//! Technical indicators for the historical view
//!
//! Exponential indicators (EMA, MACD, RSI) stream through `ta`; rolling means and
//! sample standard deviations over fixed windows use `statrs`. A value is omitted
//! (None) until its indicator has seen enough points. Volume columns are only
//! produced when every point of the series carries a volume.

use crate::domain::errors::ForecastError;
use crate::domain::market::PriceSeries;
use chrono::NaiveDate;
use serde::{Deserialize, Serialize};
use statrs::statistics::Statistics;
use std::collections::BTreeMap;
use ta::Next;
use ta::indicators::{
    ExponentialMovingAverage, MovingAverageConvergenceDivergence, RelativeStrengthIndex,
};

const MA_DAYS: [usize; 3] = [10, 50, 100];
const RSI_PERIOD: usize = 14;
const BB_PERIOD: usize = 20;
const BB_STD_MULTIPLIER: f64 = 2.0;
const VOLUME_SMA_PERIOD: usize = 20;

/// Number of trailing points returned by the historical view
pub const HISTORICAL_POINTS: usize = 200;

/// Indicator columns aligned with the input closes
#[derive(Debug, Clone, Default)]
pub struct IndicatorTable {
    columns: Vec<(String, Vec<Option<f64>>)>,
}

impl IndicatorTable {
    pub fn names(&self) -> Vec<String> {
        self.columns.iter().map(|(name, _)| name.clone()).collect()
    }

    pub fn column(&self, name: &str) -> Option<&[Option<f64>]> {
        self.columns
            .iter()
            .find(|(n, _)| n == name)
            .map(|(_, values)| values.as_slice())
    }

    /// Finite indicator values at row `idx`
    pub fn row(&self, idx: usize) -> BTreeMap<String, f64> {
        self.columns
            .iter()
            .filter_map(|(name, values)| {
                values
                    .get(idx)
                    .copied()
                    .flatten()
                    .filter(|v| v.is_finite())
                    .map(|v| (name.clone(), v))
            })
            .collect()
    }

    fn push(&mut self, name: impl Into<String>, values: Vec<Option<f64>>) {
        self.columns.push((name.into(), values));
    }
}

#[derive(Debug, Clone, PartialEq, Serialize, Deserialize)]
pub struct HistoricalPoint {
    pub date: NaiveDate,
    pub price: f64,
    pub index: usize,
    #[serde(flatten)]
    pub indicators: BTreeMap<String, f64>,
}

fn indicator_error(err: ta::errors::TaError) -> ForecastError {
    ForecastError::Indicator {
        reason: format!("{:?}", err),
    }
}

fn rolling<F>(closes: &[f64], window: usize, f: F) -> Vec<Option<f64>>
where
    F: Fn(&[f64]) -> f64,
{
    (0..closes.len())
        .map(|i| (i + 1 >= window).then(|| f(&closes[i + 1 - window..=i])))
        .collect()
}

fn rolling_mean(closes: &[f64], window: usize) -> Vec<Option<f64>> {
    rolling(closes, window, |w| w.iter().mean())
}

fn rolling_std(closes: &[f64], window: usize) -> Vec<Option<f64>> {
    rolling(closes, window, |w| w.iter().std_dev())
}

fn ema(closes: &[f64], period: usize) -> Result<Vec<Option<f64>>, ForecastError> {
    let mut ema = ExponentialMovingAverage::new(period).map_err(indicator_error)?;
    Ok(closes.iter().map(|c| Some(ema.next(*c))).collect())
}

/// Difference against the previous close, None for the first point
fn lagged<F>(closes: &[f64], f: F) -> Vec<Option<f64>>
where
    F: Fn(f64, f64) -> f64,
{
    std::iter::once(None)
        .chain(closes.windows(2).map(|w| Some(f(w[0], w[1]))))
        .take(closes.len())
        .collect()
}

pub fn compute_indicators(
    closes: &[f64],
    volumes: Option<&[f64]>,
) -> Result<IndicatorTable, ForecastError> {
    let mut table = IndicatorTable::default();

    for days in MA_DAYS {
        table.push(format!("MA_{}_days", days), rolling_mean(closes, days));
    }
    table.push("SMA_20", rolling_mean(closes, 20));
    table.push("SMA_50", rolling_mean(closes, 50));
    table.push("EMA_12", ema(closes, 12)?);
    table.push("EMA_26", ema(closes, 26)?);

    let mut macd = MovingAverageConvergenceDivergence::new(12, 26, 9).map_err(indicator_error)?;
    let macd_out: Vec<_> = closes.iter().map(|c| macd.next(*c)).collect();
    table.push("MACD", macd_out.iter().map(|o| Some(o.macd)).collect());
    table.push("MACD_Signal", macd_out.iter().map(|o| Some(o.signal)).collect());
    table.push(
        "MACD_Histogram",
        macd_out.iter().map(|o| Some(o.histogram)).collect(),
    );

    // RSI needs RSI_PERIOD price changes before it is defined
    let mut rsi = RelativeStrengthIndex::new(RSI_PERIOD).map_err(indicator_error)?;
    let rsi_values = closes
        .iter()
        .enumerate()
        .map(|(i, c)| {
            let value = rsi.next(*c);
            (i >= RSI_PERIOD).then_some(value)
        })
        .collect();
    table.push("RSI", rsi_values);

    let middle = rolling_mean(closes, BB_PERIOD);
    let deviation = rolling_std(closes, BB_PERIOD);
    let band = |sign: f64| -> Vec<Option<f64>> {
        middle
            .iter()
            .zip(&deviation)
            .map(|(m, s)| Some((*m)? + sign * BB_STD_MULTIPLIER * (*s)?))
            .collect()
    };
    table.push("BB_Upper", band(1.0));
    table.push("BB_Lower", band(-1.0));
    table.push("BB_Middle", middle.clone());
    table.push(
        "BB_Width",
        deviation
            .iter()
            .map(|s| s.map(|s| 2.0 * BB_STD_MULTIPLIER * s))
            .collect(),
    );

    if let Some(volumes) = volumes {
        let volume_sma = rolling_mean(volumes, VOLUME_SMA_PERIOD);
        let ratio = volumes
            .iter()
            .zip(&volume_sma)
            .map(|(v, sma)| sma.map(|sma| v / sma))
            .collect();
        table.push("Volume_SMA", volume_sma);
        table.push("Volume", volumes.iter().map(|v| Some(*v)).collect());
        table.push("Volume_Ratio", ratio);
    }

    table.push("Daily_Return", lagged(closes, |prev, cur| cur / prev - 1.0));
    let first = closes.first().copied();
    table.push(
        "Cumulative_Return",
        closes
            .iter()
            .map(|c| first.map(|f| c / f - 1.0))
            .collect(),
    );
    table.push("Price_Change", lagged(closes, |prev, cur| cur - prev));
    table.push(
        "Price_Change_Pct",
        lagged(closes, |prev, cur| (cur - prev) / prev * 100.0),
    );

    table.push("Volatility_20", rolling_std(closes, 20));
    table.push("Volatility_50", rolling_std(closes, 50));

    Ok(table)
}

/// The trailing `HISTORICAL_POINTS` closes with every defined indicator attached
pub fn historical_view(
    series: &PriceSeries,
) -> Result<(Vec<HistoricalPoint>, Vec<String>), ForecastError> {
    let closes = series.closes();
    let volumes = series.volumes();
    let table = compute_indicators(&closes, volumes.as_deref())?;

    let skip = series.len().saturating_sub(HISTORICAL_POINTS);
    let points = series
        .points()
        .iter()
        .enumerate()
        .skip(skip)
        .map(|(index, point)| HistoricalPoint {
            date: point.date,
            price: point.close,
            index,
            indicators: table.row(index),
        })
        .collect();

    Ok((points, table.names()))
}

▬▬▬▬▬▬▬▬▬▬

**WHAT TO WORK ON**
Count the lines of the records that include the word "ratio". Give the number by itself.

**TASK OUTPUT**
2